Oh, well. Credibility be damned!

Mine is more of a light reddish color.

I use Charmin Freshmates. :wink:

Is there really such a thing as anal bleaching, or is that just an urban legend?

Jenny McCarthy has a whole chapter (humorous) dedicated to it in her latest book. Bleaching is supposedly pretty popular in Hollywood.

Marge: You’re soaking in it.
Scumpup: Anal bleach?
Marge: Relax, it’s Proctolive.

Hmm. I figured It must be because of… you know… all the poop?

I’m blissfully ignorant of the color of my anus, but I can’t see getting it bleached.

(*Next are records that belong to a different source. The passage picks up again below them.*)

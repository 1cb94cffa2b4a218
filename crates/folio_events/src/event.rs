//! Structured document events.
//!
//! A document is a balanced sequence of these events bracketed by
//! [`Event::StartDocument`] and [`Event::EndDocument`].

use serde::{Deserialize, Serialize};
use std::fmt;

/// Namespace-qualified name
#[derive(Debug, Clone, PartialEq, Eq, Hash, Serialize, Deserialize)]
pub struct QName {
    /// Namespace URI, empty for no namespace
    pub uri: String,
    /// Local part
    pub local: String,
    /// Prefix used in the source, empty for none
    pub prefix: String,
}

impl QName {
    /// Name without namespace
    #[must_use]
    pub fn local(local: impl Into<String>) -> Self {
        Self {
            uri: String::new(),
            local: local.into(),
            prefix: String::new(),
        }
    }

    /// Name in a namespace, without prefix (default namespace)
    #[must_use]
    pub fn namespaced(uri: impl Into<String>, local: impl Into<String>) -> Self {
        Self {
            uri: uri.into(),
            local: local.into(),
            prefix: String::new(),
        }
    }

    /// Name in a namespace with an explicit prefix
    #[must_use]
    pub fn prefixed(
        prefix: impl Into<String>,
        uri: impl Into<String>,
        local: impl Into<String>,
    ) -> Self {
        Self {
            uri: uri.into(),
            local: local.into(),
            prefix: prefix.into(),
        }
    }

    /// Raw `prefix:local` form as written in markup
    #[must_use]
    pub fn raw(&self) -> String {
        if self.prefix.is_empty() {
            self.local.clone()
        } else {
            format!("{}:{}", self.prefix, self.local)
        }
    }

    /// Whether two names denote the same element (URI and local part)
    #[must_use]
    pub fn same_name(&self, other: &QName) -> bool {
        self.uri == other.uri && self.local == other.local
    }
}

impl fmt::Display for QName {
    fn fmt(&self, f: &mut fmt::Formatter<'_>) -> fmt::Result {
        if self.uri.is_empty() {
            write!(f, "{}", self.local)
        } else {
            write!(f, "{{{}}}{}", self.uri, self.local)
        }
    }
}

/// Element attribute
#[derive(Debug, Clone, PartialEq, Eq, Serialize, Deserialize)]
pub struct Attribute {
    /// Qualified attribute name
    pub name: QName,
    /// Attribute value
    pub value: String,
}

impl Attribute {
    /// Attribute without namespace
    #[must_use]
    pub fn new(local: impl Into<String>, value: impl Into<String>) -> Self {
        Self {
            name: QName::local(local),
            value: value.into(),
        }
    }
}

/// Event kind - discriminant of an [`Event`]
#[derive(Debug, Clone, Copy, PartialEq, Eq, Hash, Serialize, Deserialize)]
pub enum EventKind {
    StartDocument,
    EndDocument,
    StartPrefixMapping,
    EndPrefixMapping,
    StartElement,
    EndElement,
    Characters,
    Comment,
    ProcessingInstruction,
}

impl EventKind {
    /// Document start or end
    pub const fn is_document_boundary(self) -> bool {
        matches!(self, Self::StartDocument | Self::EndDocument)
    }

    /// Namespace prefix bind or unbind
    pub const fn is_prefix_mapping(self) -> bool {
        matches!(self, Self::StartPrefixMapping | Self::EndPrefixMapping)
    }
}

/// A structured document event
#[derive(Debug, Clone, PartialEq, Eq, Serialize, Deserialize)]
pub enum Event {
    StartDocument,
    EndDocument,
    StartPrefixMapping { prefix: String, uri: String },
    EndPrefixMapping { prefix: String },
    StartElement { name: QName, attributes: Vec<Attribute> },
    EndElement { name: QName },
    Characters(String),
    Comment(String),
    ProcessingInstruction { target: String, data: String },
}

impl Event {
    /// Kind of this event
    pub const fn kind(&self) -> EventKind {
        match self {
            Self::StartDocument => EventKind::StartDocument,
            Self::EndDocument => EventKind::EndDocument,
            Self::StartPrefixMapping { .. } => EventKind::StartPrefixMapping,
            Self::EndPrefixMapping { .. } => EventKind::EndPrefixMapping,
            Self::StartElement { .. } => EventKind::StartElement,
            Self::EndElement { .. } => EventKind::EndElement,
            Self::Characters(_) => EventKind::Characters,
            Self::Comment(_) => EventKind::Comment,
            Self::ProcessingInstruction { .. } => EventKind::ProcessingInstruction,
        }
    }

    /// Start of an element without namespace or attributes
    pub fn start(local: impl Into<String>) -> Self {
        Self::StartElement {
            name: QName::local(local),
            attributes: Vec::new(),
        }
    }

    /// End of an element without namespace
    pub fn end(local: impl Into<String>) -> Self {
        Self::EndElement {
            name: QName::local(local),
        }
    }

    /// Character data
    pub fn text(text: impl Into<String>) -> Self {
        Self::Characters(text.into())
    }
}
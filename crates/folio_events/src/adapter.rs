//! Namespace adapter for flat producers.
//!
//! Some producers only know raw element names and flat `name="value"`
//! attributes. [`NamespaceAdapter`] turns their calls into the
//! namespace-aware event stream: `xmlns` / `xmlns:*` pseudo-attributes
//! become prefix mappings, and every raw name is resolved against the
//! bindings in scope.
//!
//! An unprefixed attribute is in no namespace, even when the element has
//! a default namespace.

use crate::event::{Attribute, Event, QName};
use crate::handler::{ContentHandler, StreamError};

/// Namespace bound to the reserved `xml` prefix
pub const XML_NAMESPACE: &str = "http://www.w3.org/XML/1998/namespace";

/// Translates flat element calls into namespace-aware events
pub struct NamespaceAdapter<H> {
    next: H,
    // (prefix, uri) in declaration order, innermost last
    bindings: Vec<(String, String)>,
    // prefixes declared by each open element
    scopes: Vec<Vec<String>>,
}

impl<H: ContentHandler> NamespaceAdapter<H> {
    /// Wrap `next`
    pub fn new(next: H) -> Self {
        Self {
            next,
            bindings: vec![("xml".to_string(), XML_NAMESPACE.to_string())],
            scopes: Vec::new(),
        }
    }

    /// Unwrap the downstream handler
    pub fn into_inner(self) -> H {
        self.next
    }

    /// Current element depth
    #[must_use]
    pub fn depth(&self) -> usize {
        self.scopes.len()
    }

    /// URI bound to `prefix`, innermost binding first
    #[must_use]
    pub fn lookup(&self, prefix: &str) -> Option<&str> {
        self.bindings
            .iter()
            .rev()
            .find(|(p, _)| p == prefix)
            .map(|(_, uri)| uri.as_str())
    }

    /// Forward the document start
    ///
    /// # Errors
    ///
    /// Propagates downstream errors
    pub fn start_document(&mut self) -> Result<(), StreamError> {
        self.next.handle(Event::StartDocument)
    }

    /// Forward the document end
    ///
    /// # Errors
    ///
    /// Returns error if elements are still open, or propagates downstream errors
    pub fn end_document(&mut self) -> Result<(), StreamError> {
        if !self.scopes.is_empty() {
            return Err(StreamError::Unbalanced {
                position: 0,
                reason: format!("{} element(s) still open at end of document", self.scopes.len()),
            });
        }
        self.next.handle(Event::EndDocument)
    }

    /// Start an element given its raw name and flat attributes
    ///
    /// # Errors
    ///
    /// Returns [`StreamError::UndeclaredPrefix`] if a name uses an unbound prefix
    pub fn start_element<N, V>(&mut self, raw_name: &str, attributes: &[(N, V)]) -> Result<(), StreamError>
    where
        N: AsRef<str>,
        V: AsRef<str>,
    {
        let mut declared = Vec::new();
        for (name, value) in attributes {
            if let Some(prefix) = declared_prefix(name.as_ref()) {
                declared.push((prefix.to_string(), value.as_ref().to_string()));
            }
        }

        for (prefix, uri) in &declared {
            self.next.handle(Event::StartPrefixMapping {
                prefix: prefix.clone(),
                uri: uri.clone(),
            })?;
            self.bindings.push((prefix.clone(), uri.clone()));
        }
        self.scopes
            .push(declared.into_iter().map(|(prefix, _)| prefix).collect());

        let name = self.resolve(raw_name, true)?;
        let mut resolved = Vec::with_capacity(attributes.len());
        for (attr_name, value) in attributes {
            let attr_name = attr_name.as_ref();
            if declared_prefix(attr_name).is_some() {
                continue;
            }
            resolved.push(Attribute {
                name: self.resolve(attr_name, false)?,
                value: value.as_ref().to_string(),
            });
        }

        self.next.handle(Event::StartElement {
            name,
            attributes: resolved,
        })
    }

    /// End the innermost element
    ///
    /// # Errors
    ///
    /// Returns error if no element is open or the name cannot be resolved
    pub fn end_element(&mut self, raw_name: &str) -> Result<(), StreamError> {
        if self.scopes.is_empty() {
            return Err(StreamError::Unbalanced {
                position: 0,
                reason: format!("end of <{}> with no open element", raw_name),
            });
        }
        let name = self.resolve(raw_name, true)?;
        self.next.handle(Event::EndElement { name })?;

        let declared = self.scopes.pop().unwrap_or_default();
        for prefix in declared.into_iter().rev() {
            self.bindings.pop();
            self.next.handle(Event::EndPrefixMapping { prefix })?;
        }
        Ok(())
    }

    /// Forward character data
    ///
    /// # Errors
    ///
    /// Propagates downstream errors
    pub fn characters(&mut self, text: &str) -> Result<(), StreamError> {
        self.next.handle(Event::Characters(text.to_string()))
    }

    fn resolve(&self, raw: &str, is_element: bool) -> Result<QName, StreamError> {
        match raw.split_once(':') {
            Some((prefix, local)) => {
                let uri = self
                    .lookup(prefix)
                    .ok_or_else(|| StreamError::UndeclaredPrefix {
                        prefix: prefix.to_string(),
                    })?;
                Ok(QName::prefixed(prefix, uri, local))
            }
            None if is_element => Ok(QName::namespaced(self.lookup("").unwrap_or(""), raw)),
            None => Ok(QName::local(raw)),
        }
    }
}

/// Prefix declared by a pseudo-attribute, `Some("")` for `xmlns`
fn declared_prefix(name: &str) -> Option<&str> {
    if name == "xmlns" {
        Some("")
    } else {
        name.strip_prefix("xmlns:")
    }
}

#[cfg(test)]
mod tests {
    use super::*;
    use crate::balance;
    use proptest::prelude::*;

    const NO_ATTRS: &[(&str, &str)] = &[];

    #[test]
    fn test_default_namespace_applies_to_elements_only() {
        let mut adapter = NamespaceAdapter::new(Vec::new());
        adapter.start_document().unwrap();
        adapter
            .start_element("page", &[("xmlns", "urn:page"), ("id", "p1")])
            .unwrap();
        adapter.end_element("page").unwrap();
        adapter.end_document().unwrap();
        let events = adapter.into_inner();

        assert_eq!(
            events[1],
            Event::StartPrefixMapping {
                prefix: String::new(),
                uri: "urn:page".to_string()
            }
        );
        match &events[2] {
            Event::StartElement { name, attributes } => {
                assert_eq!(name, &QName::namespaced("urn:page", "page"));
                assert_eq!(attributes.len(), 1);
                assert_eq!(attributes[0].name, QName::local("id"));
                assert!(attributes[0].name.uri.is_empty());
            }
            other => panic!("unexpected event {:?}", other),
        }
        assert_eq!(
            events[4],
            Event::EndPrefixMapping {
                prefix: String::new()
            }
        );
        assert!(balance::validate(&events).is_ok());
    }

    #[test]
    fn test_prefixed_attribute_resolves() {
        let mut adapter = NamespaceAdapter::new(Vec::new());
        adapter.start_document().unwrap();
        adapter
            .start_element("doc", &[("xmlns:i18n", "urn:i18n"), ("i18n:key", "title")])
            .unwrap();
        adapter.end_element("doc").unwrap();
        adapter.end_document().unwrap();
        let events = adapter.into_inner();

        let Event::StartElement { attributes, .. } = &events[2] else {
            panic!("expected element start");
        };
        assert_eq!(attributes[0].name, QName::prefixed("i18n", "urn:i18n", "key"));
    }

    #[test]
    fn test_unbinds_follow_end_element_in_reverse() {
        let mut adapter = NamespaceAdapter::new(Vec::new());
        adapter.start_document().unwrap();
        adapter
            .start_element("r", &[("xmlns:a", "urn:a"), ("xmlns:b", "urn:b")])
            .unwrap();
        adapter.end_element("r").unwrap();
        adapter.end_document().unwrap();
        let events = adapter.into_inner();

        assert_eq!(events[4], Event::end("r"));
        assert_eq!(events[5], Event::EndPrefixMapping { prefix: "b".into() });
        assert_eq!(events[6], Event::EndPrefixMapping { prefix: "a".into() });
    }

    #[test]
    fn test_inner_binding_shadows_outer() {
        let mut adapter = NamespaceAdapter::new(Vec::new());
        adapter.start_document().unwrap();
        adapter.start_element("p:outer", &[("xmlns:p", "urn:one")]).unwrap();
        adapter.start_element("p:inner", &[("xmlns:p", "urn:two")]).unwrap();
        assert_eq!(adapter.lookup("p"), Some("urn:two"));
        adapter.end_element("p:inner").unwrap();
        assert_eq!(adapter.lookup("p"), Some("urn:one"));
        adapter.end_element("p:outer").unwrap();
        assert_eq!(adapter.lookup("p"), None);
    }

    #[test]
    fn test_xml_prefix_is_predeclared() {
        let mut adapter = NamespaceAdapter::new(Vec::new());
        adapter.start_document().unwrap();
        adapter.start_element("doc", &[("xml:lang", "en")]).unwrap();
        let events = adapter.into_inner();
        let Event::StartElement { attributes, .. } = &events[1] else {
            panic!("expected element start");
        };
        assert_eq!(attributes[0].name.uri, XML_NAMESPACE);
    }

    #[test]
    fn test_undeclared_prefix() {
        let mut adapter = NamespaceAdapter::new(Vec::new());
        adapter.start_document().unwrap();
        let err = adapter.start_element("x:doc", NO_ATTRS).unwrap_err();
        assert_eq!(err, StreamError::UndeclaredPrefix { prefix: "x".into() });
    }

    #[test]
    fn test_end_without_start() {
        let mut adapter = NamespaceAdapter::new(Vec::new());
        adapter.start_document().unwrap();
        assert!(adapter.end_element("doc").is_err());
    }

    proptest::proptest! {
        #[test]
        fn prop_adapter_output_is_balanced(
            shape in proptest::collection::vec((any::<bool>(), 0usize..3), 0..40)
        ) {
            let mut adapter = NamespaceAdapter::new(Vec::new());
            adapter.start_document().unwrap();
            let mut open: Vec<String> = Vec::new();
            for (i, (push, decls)) in shape.into_iter().enumerate() {
                if push || open.is_empty() {
                    let attrs: Vec<(String, String)> = (0..decls)
                        .map(|d| (format!("xmlns:n{}", d), format!("urn:{}:{}", i, d)))
                        .collect();
                    let name = if decls > 0 { "n0:e".to_string() } else { "e".to_string() };
                    adapter.start_element(&name, &attrs).unwrap();
                    open.push(name);
                } else if let Some(name) = open.pop() {
                    adapter.end_element(&name).unwrap();
                }
            }
            while let Some(name) = open.pop() {
                adapter.end_element(&name).unwrap();
            }
            adapter.end_document().unwrap();
            let events = adapter.into_inner();
            let report = balance::validate(&events).unwrap();
            prop_assert_eq!(report.prefix_binds, report.prefix_unbinds);
        }
    }
}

Suppose the roots came back in dark? Wouldn’t that be a dead giveaway?

My Brown Eye Girl
She’s the one eye love

Generally the whole perineal region–Mr Happy’s knapsack, the external labia, the perianal area, and the skin in between, are more pigmented than the surrounding skin. Even when carefully scrubbed with lots of soap.

Certainly not universally true, but more often than not, I’d say. I’ve had occasion to view thousands but never thought to tally 'em up for color differential.

Gotta be related to visual cues somewhere in our evolutionary past but it’s kinda like asking why anything is different. Same deal w/ nipples and areolae; more visual than directly functional.

Don’t they give you a mirror?

No, a telescope. Never did figure that one out.

I figured this was done by the same method as by those people who pick out brown carpet for their homes. “Don’t worry Hank…if we get the brown, dirt will never show on it.”

I figured some evolutionary bit of brilliance had managed the same thing.

Then why didn’t evolution provide the same for cats? Or is it just that cats want you to look?

Absolutely. Why else would they walk around like that?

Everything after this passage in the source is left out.